Latent space trajectories of biological and artificial neural-networks

Abstract

Untangling black boxes can shed insight into highly complex systems. One class of methods is dimensionality reduction, which takes high dimensional data, and transforms it into an encoded representation. How this encoding works has potential to relate to underlying patterns of the data. In this project, I use Tensor Component Analysis (TCA) which can reduce Nth order tensors into factors representing each axis. TCA is applied to both biological and artificial neural networks, shown to provide insights on both sets. Visualizing this complex data becomes, but advanced visualization techniques help uncover meaning.

Resources

A jupyter notebook showing the TCA on the MNIST dataset with 30 models can be accessed HERE under the TCA repository.

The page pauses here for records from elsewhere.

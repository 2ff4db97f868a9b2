//! Dashboard DTOs
//!
//! Revenue always uses the unit price captured on the order line.

use chrono::NaiveDate;
use rust_decimal::Decimal;
use serde::{Deserialize, Serialize};

use super::order::OrderStatus;

/// Flattened order line used as aggregation input
#[derive(Debug, Clone, Serialize, Deserialize, PartialEq)]
#[cfg_attr(feature = "db", derive(sqlx::FromRow))]
pub struct OrderLineRecord {
    pub order_id: i64,
    pub customer_id: String,
    pub status: OrderStatus,
    pub order_date: NaiveDate,
    pub product_id: i64,
    pub product_name: String,
    pub vendor_id: String,
    pub quantity: i32,
    pub unit_price: Decimal,
}

#[derive(Debug, Clone, Serialize, Deserialize, PartialEq)]
pub struct StatusCount {
    pub status: OrderStatus,
    pub count: i64,
}

#[derive(Debug, Clone, Serialize, Deserialize, PartialEq)]
pub struct TopProduct {
    pub product_id: i64,
    pub name: String,
    pub quantity_sold: i64,
}

#[derive(Debug, Clone, Serialize, Deserialize, PartialEq)]
pub struct TopVendor {
    pub vendor_id: String,
    pub shop_name: Option<String>,
    pub revenue: Decimal,
}

#[derive(Debug, Clone, Serialize, Deserialize, PartialEq)]
pub struct DailyRevenue {
    pub date: NaiveDate,
    pub revenue: Decimal,
}

#[derive(Debug, Clone, Serialize, Deserialize, PartialEq)]
pub struct VendorDashboard {
    pub total_orders: i64,
    pub delivered_revenue: Decimal,
    pub orders_by_status: Vec<StatusCount>,
    pub top_products: Vec<TopProduct>,
    pub revenue_by_day: Vec<DailyRevenue>,
}

#[derive(Debug, Clone, Serialize, Deserialize, PartialEq)]
pub struct AdminDashboard {
    pub total_orders: i64,
    pub total_vendors: i64,
    pub total_customers: i64,
    pub delivered_revenue: Decimal,
    pub orders_by_status: Vec<StatusCount>,
    pub top_vendors: Vec<TopVendor>,
    pub top_products: Vec<TopProduct>,
    pub revenue_by_day: Vec<DailyRevenue>,
}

However, since the biological data has not been published yet, it will not be available for some time. If you so desire, email me at ( ash@ucsc.edu )

The full paper can opened HERE

Overview

The Tensor Component Analysis package - tensortools was used with python to create all of these visualizations. Each package in the beginning imports needs to be installed (future instructions will be added in the original github repo, including a requirements file). The jupyter notebook can be run and will produce each visualization.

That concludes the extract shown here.